La danse macabre (Radomski & Taillefer)

Radomski – Taillefer © La Boîte à bulles – 2013
Radomski – Taillefer © La Boîte à bulles – 2013

« Dans une sorte de Moyen-Âge fantasmagorique, Martin erre entre le monde des vivants et celui des morts. Pendu pour avoir tué son père à coups de hache et avoir donné ses restes aux cochons, il est renvoyé sur terre pour élucider si son cas était pendable ou non. Lui ne se souvient de rien… » (extrait de la présentation éditeur).

Pour tout dire, j’ai fait la grimace lorsque j’ai reçu cet ouvrage. J’étais rebutée par le visuel de couverture, par ses tons verdâtres et violine. Face à ce dessin si torturé et son sujet si atypique… la lecture s’annonçait difficile.
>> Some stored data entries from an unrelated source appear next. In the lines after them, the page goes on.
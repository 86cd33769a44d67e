// SPDX-License-Identifier: MPL-2.0
//! Application root state and orchestration between the gallery grid and the
//! viewer.
//!
//! The `App` owns the accumulated gallery, fetches pages from the injected
//! [`GallerySource`], keeps the viewer's item list and viewport in sync, and
//! restores the grid's scroll position when the viewer closes.

pub mod config;
mod message;
pub mod paths;
mod subscription;
mod view;

pub use message::{Flags, Message};
pub use view::GRID_ID;

use crate::application::port::gallery::{GallerySource, SourceError};
use crate::application::port::image::ImageLoader;
use crate::application::query::{GalleryCollection, PageRequest};
use crate::domain::gallery::GalleryItem;
use crate::domain::ui::newtypes::PageSize;
use crate::infrastructure::{DirectorySource, FsImageLoader};
use crate::ui::viewer::component;
use iced::widget::scrollable::RelativeOffset;
use iced::widget::{operation, Id};
use iced::{window, Element, Size, Subscription, Task, Theme};
use std::fmt;
use std::path::PathBuf;
use std::sync::Arc;

/// Scrolling past this fraction of the grid fetches the next page.
const LOAD_MORE_SCROLL_FRACTION: f32 = 0.9;

pub const WINDOW_DEFAULT_WIDTH: f32 = 1200.0;
pub const WINDOW_DEFAULT_HEIGHT: f32 = 800.0;
pub const MIN_WINDOW_WIDTH: f32 = 480.0;
pub const MIN_WINDOW_HEIGHT: f32 = 360.0;

/// Root Iced application state.
pub struct App {
    gallery: GalleryCollection,
    source: Arc<dyn GallerySource>,
    viewer: component::State,
    window_size: Size,
    /// Index requested with `--open`, waiting for its page to arrive.
    pending_open: Option<usize>,
    grid_offset: RelativeOffset,
}

impl fmt::Debug for App {
    fn fmt(&self, f: &mut fmt::Formatter<'_>) -> fmt::Result {
        f.debug_struct("App")
            .field("items", &self.gallery.len())
            .field("viewer_open", &self.viewer.is_open())
            .field("window_size", &self.window_size)
            .finish_non_exhaustive()
    }
}

/// Builds the window settings.
#[must_use]
pub fn window_settings() -> window::Settings {
    window::Settings {
        size: Size::new(WINDOW_DEFAULT_WIDTH, WINDOW_DEFAULT_HEIGHT),
        min_size: Some(Size::new(MIN_WINDOW_WIDTH, MIN_WINDOW_HEIGHT)),
        ..window::Settings::default()
    }
}

/// Entry point used by `main.rs` to launch the Iced application loop.
pub fn run(flags: Flags) -> iced::Result {
    use std::cell::RefCell;

    // iced 0.14 requires an `Fn` boot; the flags are consumed on the first call.
    let boot_state = RefCell::new(Some(flags));
    let boot = move || {
        let flags = boot_state.borrow_mut().take().unwrap_or_default();
        App::new(flags)
    };

    iced::application(boot, App::update, App::view)
        .title(App::title)
        .theme(App::theme)
        .window(window_settings())
        .subscription(App::subscription)
        .run()
}

impl App {
    /// Builds the application around explicit collaborators.
    pub fn with_source(
        source: Arc<dyn GallerySource>,
        loader: Arc<dyn ImageLoader>,
        viewer_config: component::ViewerConfig,
        page_size: PageSize,
    ) -> Self {
        Self {
            gallery: GalleryCollection::new(page_size),
            source,
            viewer: component::State::new(viewer_config, loader),
            window_size: Size::new(WINDOW_DEFAULT_WIDTH, WINDOW_DEFAULT_HEIGHT),
            pending_open: None,
            grid_offset: RelativeOffset::START,
        }
    }

    /// Loads the configuration, wires the directory source and starts fetching
    /// the first page.
    fn new(flags: Flags) -> (Self, Task<Message>) {
        paths::init_cli_override(flags.config_dir.clone());
        // A broken settings file is already logged by the loader.
        let (config, _warning) = config::load();

        let root = flags
            .directory
            .clone()
            .unwrap_or_else(|| PathBuf::from("."));
        tracing::info!(directory = %root.display(), "opening gallery");

        let source = DirectorySource::new(root)
            .with_preview_max_edge(config.preview_max_edge())
            .with_full_max_edge(config.full_max_edge());

        let mut app = Self::with_source(
            Arc::new(source),
            Arc::new(FsImageLoader::new()),
            config.viewer_settings(),
            config.page_size(),
        );
        app.pending_open = flags.open_index;

        let (_, viewport_task) = app.viewer.handle_message(component::Message::ViewportResized(
            app.window_size,
        ));
        let fetch = app.load_more();
        (
            app,
            Task::batch([viewport_task.map(Message::Viewer), fetch]),
        )
    }

    fn title(&self) -> String {
        let name = "Iced Gallery";
        if !self.viewer.is_open() {
            return name.to_string();
        }
        let index = self.viewer.snapshot().current_index;
        format!("{name} - {} / {}", index + 1, self.gallery.len())
    }

    fn theme(&self) -> Theme {
        Theme::Dark
    }

    fn subscription(&self) -> Subscription<Message> {
        subscription::create(&self.viewer)
    }

    pub fn update(&mut self, message: Message) -> Task<Message> {
        match message {
            Message::Viewer(viewer_message) => self.handle_viewer_message(viewer_message),
            Message::OpenViewer(index) => {
                self.handle_viewer_message(component::Message::Open { index })
            }
            Message::LoadMore => self.load_more(),
            Message::PageLoaded(result) => self.page_loaded(result),
            Message::WindowResized(size) => {
                self.window_size = size;
                self.handle_viewer_message(component::Message::ViewportResized(size))
            }
            Message::GridScrolled(offset) => {
                self.grid_offset = offset;
                if offset.y >= LOAD_MORE_SCROLL_FRACTION {
                    self.load_more()
                } else {
                    Task::none()
                }
            }
        }
    }

    pub fn view(&self) -> Element<'_, Message> {
        view::view(view::ViewContext {
            gallery: &self.gallery,
            viewer: &self.viewer,
        })
    }

    #[must_use]
    pub fn gallery(&self) -> &GalleryCollection {
        &self.gallery
    }

    #[must_use]
    pub fn viewer(&self) -> &component::State {
        &self.viewer
    }

    fn handle_viewer_message(&mut self, message: component::Message) -> Task<Message> {
        let (effect, task) = self.viewer.handle_message(message);
        let task = task.map(Message::Viewer);

        match effect {
            component::Effect::None => task,
            component::Effect::Close => {
                let restore = operation::snap_to(Id::new(GRID_ID), self.grid_offset);
                Task::batch([task, restore])
            }
        }
    }

    fn load_more(&mut self) -> Task<Message> {
        let Some(request) = self.gallery.begin_fetch() else {
            return Task::none();
        };
        fetch_page(Arc::clone(&self.source), request)
    }

    fn page_loaded(&mut self, result: Result<Vec<GalleryItem>, SourceError>) -> Task<Message> {
        if let Err(error) = &result {
            tracing::error!(%error, "failed to fetch gallery page");
        }
        let added = self.gallery.apply_page(result);
        tracing::info!(
            added,
            total = self.gallery.len(),
            has_more = self.gallery.has_more(),
            "gallery page loaded"
        );

        let mut tasks = Vec::new();
        if added > 0 {
            tasks.push(self.handle_viewer_message(component::Message::ItemsChanged(
                self.gallery.items().to_vec(),
            )));
        }

        if let Some(index) = self.pending_open {
            if index < self.gallery.len() || !self.gallery.has_more() {
                self.pending_open = None;
                if !self.gallery.is_empty() {
                    tasks.push(self.handle_viewer_message(component::Message::Open { index }));
                }
            } else if self.gallery.last_error().is_none() {
                // Keep paging until the requested index exists.
                tasks.push(self.load_more());
            }
        }

        Task::batch(tasks)
    }
}

fn fetch_page(source: Arc<dyn GallerySource>, request: PageRequest) -> Task<Message> {
    let PageRequest { limit, offset } = request;
    Task::perform(
        async move { source.fetch_page(limit, offset) },
        Message::PageLoaded,
    )
}

#[cfg(test)]
mod tests {
    use super::*;
    use crate::application::port::image::{DecodedImage, LoadError};
    use crate::domain::gallery::{AspectRatio, ImageSource, ItemId};

    struct NullLoader;

    impl ImageLoader for NullLoader {
        fn load(&self, _source: &ImageSource) -> Result<DecodedImage, LoadError> {
            Err(LoadError::UnsupportedFormat)
        }
    }

    struct EmptySource;

    impl GallerySource for EmptySource {
        fn fetch_page(&self, _limit: usize, _offset: usize) -> Result<Vec<GalleryItem>, SourceError> {
            Ok(Vec::new())
        }
    }

    fn item(i: usize) -> GalleryItem {
        let path = format!("/photos/{i}.jpg");
        GalleryItem {
            id: ItemId::new(format!("{i}.jpg")),
            low_res: ImageSource::capped(&path, 1200),
            high_res: ImageSource::original(&path),
            alt_text: format!("photo {i}"),
            aspect_ratio: AspectRatio::SQUARE,
            caption: None,
        }
    }

    fn app(page_size: usize) -> App {
        App::with_source(
            Arc::new(EmptySource),
            Arc::new(NullLoader),
            component::ViewerConfig::default(),
            PageSize::new(page_size),
        )
    }

    #[test]
    fn pages_are_forwarded_to_the_viewer() {
        let mut app = app(2);
        let _ = app.update(Message::LoadMore);
        let _ = app.update(Message::PageLoaded(Ok(vec![item(0), item(1)])));

        assert_eq!(app.gallery().len(), 2);
        assert_eq!(app.viewer().item_count(), 2);
        assert!(app.gallery().has_more());
    }

    #[test]
    fn thumbnail_click_opens_viewer_at_index() {
        let mut app = app(3);
        let _ = app.update(Message::LoadMore);
        let _ = app.update(Message::PageLoaded(Ok(vec![item(0), item(1), item(2)])));
        let _ = app.update(Message::OpenViewer(2));

        assert!(app.viewer().is_open());
        assert_eq!(app.viewer().snapshot().current_index, 2);
    }

    #[test]
    fn viewer_close_returns_to_grid() {
        let mut app = app(2);
        let _ = app.update(Message::LoadMore);
        let _ = app.update(Message::PageLoaded(Ok(vec![item(0)])));
        let _ = app.update(Message::OpenViewer(0));
        let _ = app.update(Message::Viewer(component::Message::Close));

        assert!(!app.viewer().is_open());
    }

    #[test]
    fn pending_open_waits_for_its_page() {
        let mut app = app(2);
        app.pending_open = Some(3);
        let _ = app.update(Message::LoadMore);
        let _ = app.update(Message::PageLoaded(Ok(vec![item(0), item(1)])));
        assert!(!app.viewer().is_open());
        assert!(app.gallery().is_fetching());

        let _ = app.update(Message::PageLoaded(Ok(vec![item(2), item(3)])));
        assert!(app.viewer().is_open());
        assert_eq!(app.viewer().snapshot().current_index, 3);
        assert!(app.pending_open.is_none());
    }

    #[test]
    fn pending_open_past_the_end_clamps_to_last_item() {
        let mut app = app(5);
        app.pending_open = Some(10);
        let _ = app.update(Message::LoadMore);
        let _ = app.update(Message::PageLoaded(Ok(vec![item(0), item(1)])));

        assert!(app.viewer().is_open());
        assert_eq!(app.viewer().snapshot().current_index, 1);
    }

    #[test]
    fn scrolling_near_the_bottom_fetches_next_page() {
        let mut app = app(2);
        let _ = app.update(Message::LoadMore);
        let _ = app.update(Message::PageLoaded(Ok(vec![item(0), item(1)])));
        assert!(!app.gallery().is_fetching());

        let _ = app.update(Message::GridScrolled(RelativeOffset { x: 0.0, y: 0.5 }));
        assert!(!app.gallery().is_fetching());

        let _ = app.update(Message::GridScrolled(RelativeOffset { x: 0.0, y: 0.95 }));
        assert!(app.gallery().is_fetching());
    }

    #[test]
    fn fetch_error_is_kept_until_next_success() {
        let mut app = app(2);
        let _ = app.update(Message::LoadMore);
        let _ = app.update(Message::PageLoaded(Err(SourceError::Io("offline".into()))));
        assert!(app.gallery().last_error().is_some());
        assert!(app.gallery().has_more());

        let _ = app.update(Message::LoadMore);
        let _ = app.update(Message::PageLoaded(Ok(vec![item(0)])));
        assert!(app.gallery().last_error().is_none());
        assert!(!app.gallery().has_more());
    }

    #[test]
    fn title_shows_position_while_viewing() {
        let mut app = app(3);
        assert_eq!(app.title(), "Iced Gallery");

        let _ = app.update(Message::LoadMore);
        let _ = app.update(Message::PageLoaded(Ok(vec![item(0), item(1), item(2)])));
        let _ = app.update(Message::OpenViewer(1));
        assert_eq!(app.title(), "Iced Gallery - 2 / 3");
    }
}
Cependant, lorsqu’on y regarde de plus près, il faut reconnaître à cet album une grande capacité : il intrigue son lecteur. Tout d’abord, lorsque l’on s’arrête plus longuement sur Premier Plat, on s’aperçoit que l’homme est visiblement égaré dans ses pensées, insensible à l’étrange agitation qui l’entoure : méduses effrayantes, reptiles carnivores, morts revenus de l’au-delà… Et cette horde morbide semble si joyeuse !! Est-ce la perspective d’accueillir en leur sein une nouvelle âme ?

Ouvrons l’album…

Martin gît dans un cimetière. Il a visiblement eu droit à un enterrement bâclé. Autour de lui, trois corbeaux carnassiers veillent sur leur pitance… Un coup de bec et voilà l’homme qui se réveille ! En un battement de cil, il apprend qu’il est mort, il découvre qu’il est amnésique et que ces trois corbeaux sont en fait des anges du purgatoire…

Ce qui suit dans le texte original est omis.